Walking beam[Bearbeiten | Quelltext bearbeiten]

The walking beam, also known as a "vertical beam", "overhead beam", or simply "beam", was another early adaptation of the beam engine, but its use was confined almost entirely to the United States.[12] After its introduction, the walking beam quickly became the most popular engine type in America for inland waterway and coastal service, and the type proved to have remarkable longevity, with walking beam engines still being occasionally manufactured as late as the 1940s. In marine applications, the beam itself was generally reinforced with iron struts that gave it a characteristic diamond shape, although the supports on which the beam rested were often built of wood. The adjective "walking" was applied because the beam, which rose high above the ship's deck, could be seen operating, and its rocking motion was (somewhat fancifully) likened to a walking motion.

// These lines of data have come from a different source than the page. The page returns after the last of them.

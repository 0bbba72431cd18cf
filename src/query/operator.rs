// Copyright (c) 2025-2026 Adrian Robinson. Licensed under the AGPL-3.0.
// See LICENSE file in the project root for full license text.

//! Filter operator vocabulary.
//!
//! Two closed sets:
//! - [`Operator`]: keys that appear at criteria level (`$or`, `$child`, ...)
//! - [`Criterion`]: keys that appear under a field (`{age: {$gt: 3}}`)
//!
//! Adding an operator means extending one of these enums; the compiler matches them
//! exhaustively.

use serde_json::{Map, Value};

/// Boolean tree section a clause lands in.
#[derive(Debug, Clone, Copy, PartialEq, Eq, Hash)]
pub enum Section {
    /// Non-scoring, conjunctive
    Filter,
    /// Scoring, conjunctive
    Must,
    /// Conjunctive negation
    MustNot,
    /// Disjunctive, scoring
    Should,
}

impl Section {
    pub fn as_str(self) -> &'static str {
        match self {
            Self::Filter => "filter",
            Self::Must => "must",
            Self::MustNot => "must_not",
            Self::Should => "should",
        }
    }
}

/// Criteria-level operators.
#[derive(Debug, Clone, Copy, PartialEq, Eq)]
pub enum Operator {
    Or,
    And,
    All,
    Sqs,
    Nested,
    Exists,
    Missing,
    Child,
    Parent,
}

impl Operator {
    pub fn parse(key: &str) -> Option<Self> {
        Some(match key {
            "$or" => Self::Or,
            "$and" => Self::And,
            "$all" => Self::All,
            "$sqs" => Self::Sqs,
            "$nested" => Self::Nested,
            "$exists" => Self::Exists,
            "$missing" => Self::Missing,
            "$child" => Self::Child,
            "$parent" => Self::Parent,
            _ => return None,
        })
    }

    pub fn as_str(self) -> &'static str {
        match self {
            Self::Or => "$or",
            Self::And => "$and",
            Self::All => "$all",
            Self::Sqs => "$sqs",
            Self::Nested => "$nested",
            Self::Exists => "$exists",
            Self::Missing => "$missing",
            Self::Child => "$child",
            Self::Parent => "$parent",
        }
    }
}

/// Field-level operators.
#[derive(Debug, Clone, Copy, PartialEq, Eq)]
pub enum Criterion {
    In,
    Nin,
    Gt,
    Gte,
    Lt,
    Lte,
    Ne,
    Prefix,
    Wildcard,
    Regexp,
    Match,
    Phrase,
    PhrasePrefix,
}

impl Criterion {
    pub fn parse(key: &str) -> Option<Self> {
        Some(match key {
            "$in" => Self::In,
            "$nin" => Self::Nin,
            "$gt" => Self::Gt,
            "$gte" => Self::Gte,
            "$lt" => Self::Lt,
            "$lte" => Self::Lte,
            "$ne" => Self::Ne,
            "$prefix" => Self::Prefix,
            "$wildcard" => Self::Wildcard,
            "$regexp" => Self::Regexp,
            "$match" => Self::Match,
            "$phrase" => Self::Phrase,
            "$phrase_prefix" => Self::PhrasePrefix,
            _ => return None,
        })
    }

    /// Where the generated clause goes.
    pub fn section(self) -> Section {
        match self {
            Self::Nin | Self::Ne => Section::MustNot,
            Self::Match | Self::Phrase | Self::PhrasePrefix => Section::Must,
            Self::In
            | Self::Gt
            | Self::Gte
            | Self::Lt
            | Self::Lte
            | Self::Prefix
            | Self::Wildcard
            | Self::Regexp => Section::Filter,
        }
    }

    /// Native clause name.
    fn clause_name(self) -> &'static str {
        match self {
            Self::In | Self::Nin => "terms",
            Self::Ne => "term",
            Self::Gt | Self::Gte | Self::Lt | Self::Lte => "range",
            Self::Prefix => "prefix",
            Self::Wildcard => "wildcard",
            Self::Regexp => "regexp",
            Self::Match => "match",
            Self::Phrase => "match_phrase",
            Self::PhrasePrefix => "match_phrase_prefix",
        }
    }

    /// Range bound name, for range operators only.
    fn range_bound(self) -> Option<&'static str> {
        match self {
            Self::Gt => Some("gt"),
            Self::Gte => Some("gte"),
            Self::Lt => Some("lt"),
            Self::Lte => Some("lte"),
            _ => None,
        }
    }

    /// Build `{clause: {field: operand}}`, or `{range: {field: {bound: operand}}}`.
    pub fn clause(self, field: &str, operand: &Value) -> Value {
        let inner = match self.range_bound() {
            Some(bound) => {
                let mut range = Map::new();
                range.insert(bound.to_string(), operand.clone());
                Value::Object(range)
            }
            None => operand.clone(),
        };
        let mut body = Map::new();
        body.insert(field.to_string(), inner);
        let mut clause = Map::new();
        clause.insert(self.clause_name().to_string(), Value::Object(body));
        Value::Object(clause)
    }
}

/// `{term: {field: value}}`
pub(crate) fn term(field: &str, value: &Value) -> Value {
    let mut body = Map::new();
    body.insert(field.to_string(), value.clone());
    let mut clause = Map::new();
    clause.insert("term".to_string(), Value::Object(body));
    Value::Object(clause)
}
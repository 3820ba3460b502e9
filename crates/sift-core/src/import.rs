//! Ledger importer for card statement CSV exports
//!
//! One call imports one file inside a single database transaction:
//! either every accepted row and the batch record are committed, or nothing is.
//!
//! Per-row outcomes:
//! - unparseable date or amount: skipped (rejected)
//! - fingerprint already in the ledger: skipped (duplicate)
//! - any other insert failure: the whole batch is rolled back

use std::io::Read;

use csv::ReaderBuilder;
use sha2::{Digest, Sha256};
use tracing::{debug, info};

use crate::canonical::{canonicalize, HeaderIndex};
use crate::db::imports::{finalize_batch, insert_batch};
use crate::db::transactions::insert_canonical;
use crate::db::{is_unique_violation, Database};
use crate::error::{Error, Result};
use crate::models::{ImportSummary, CARD_CSV_SOURCE};

/// Imports statement files into the ledger
pub struct LedgerImporter<'a> {
    db: &'a Database,
}

impl<'a> LedgerImporter<'a> {
    pub fn new(db: &'a Database) -> Self {
        Self { db }
    }

    /// Import one CSV stream.
    ///
    /// Size limits are the caller's job; this reads the stream to the end.
    /// Every call records a new batch, even when all rows are duplicates.
    pub fn import<R: Read>(&self, reader: R, file_name: &str) -> Result<ImportSummary> {
        let mut rdr = ReaderBuilder::new()
            .has_headers(true)
            .flexible(true)
            .from_reader(reader);

        let headers = rdr
            .headers()
            .map_err(|e| Error::import(0, e.into()))?
            .clone();
        let index = HeaderIndex::from_headers(headers.iter());

        let mut conn = self.db.conn().map_err(|e| Error::import(0, e))?;
        let tx = conn.transaction().map_err(|e| Error::import(0, e.into()))?;

        let batch_id =
            insert_batch(&tx, CARD_CSV_SOURCE, file_name).map_err(|e| Error::import(0, e.into()))?;

        let mut summary = ImportSummary {
            batch_id,
            ..Default::default()
        };
        let mut digest = Sha256::new();

        for result in rdr.records() {
            let record = result.map_err(|e| Error::import(summary.rows_seen, e.into()))?;
            summary.rows_seen += 1;

            let row = match canonicalize(&index, &record) {
                Ok(row) => row,
                Err(rejection) => {
                    debug!(row = summary.rows_seen, %rejection, "Skipping unparseable row");
                    summary.rows_rejected += 1;
                    continue;
                }
            };

            digest.update(row.row_hash.as_bytes());

            match insert_canonical(&tx, batch_id, &row) {
                Ok(_) => summary.rows_inserted += 1,
                Err(e) if is_unique_violation(&e) => {
                    debug!(row = summary.rows_seen, hash = %row.row_hash, "Skipping duplicate row");
                    summary.rows_duplicate += 1;
                }
                Err(e) => return Err(Error::import(summary.rows_seen, e.into())),
            }
        }

        summary.rows_skipped = summary.rows_rejected + summary.rows_duplicate;
        summary.sha256 = hex::encode(digest.finalize());

        finalize_batch(
            &tx,
            batch_id,
            &summary.sha256,
            summary.rows_seen,
            summary.rows_inserted,
            summary.rows_skipped,
        )
        .map_err(|e| Error::import(summary.rows_seen, e.into()))?;

        tx.commit()
            .map_err(|e| Error::import(summary.rows_seen, e.into()))?;

        info!(
            batch_id,
            file = file_name,
            seen = summary.rows_seen,
            inserted = summary.rows_inserted,
            duplicates = summary.rows_duplicate,
            rejected = summary.rows_rejected,
            "Import committed"
        );

        Ok(summary)
    }
}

Walking beam engines were a type of paddlewheel engine and were rarely used for powering propellers. They were used primarily for ships and boats working in rivers, lakes and along the coastline, but were a less popular choice for seagoing vessels because the great height of the engine made the vessel less stable in heavy seas.[13] They were also of limited use militarily, because the engine was exposed to enemy fire and could thus be easily disabled. Their popularity in the United States was due primarily to the fact that the walking beam engine was well suited for the shallow-draft boats that operated in America's shallow coastal and inland waterways.[12]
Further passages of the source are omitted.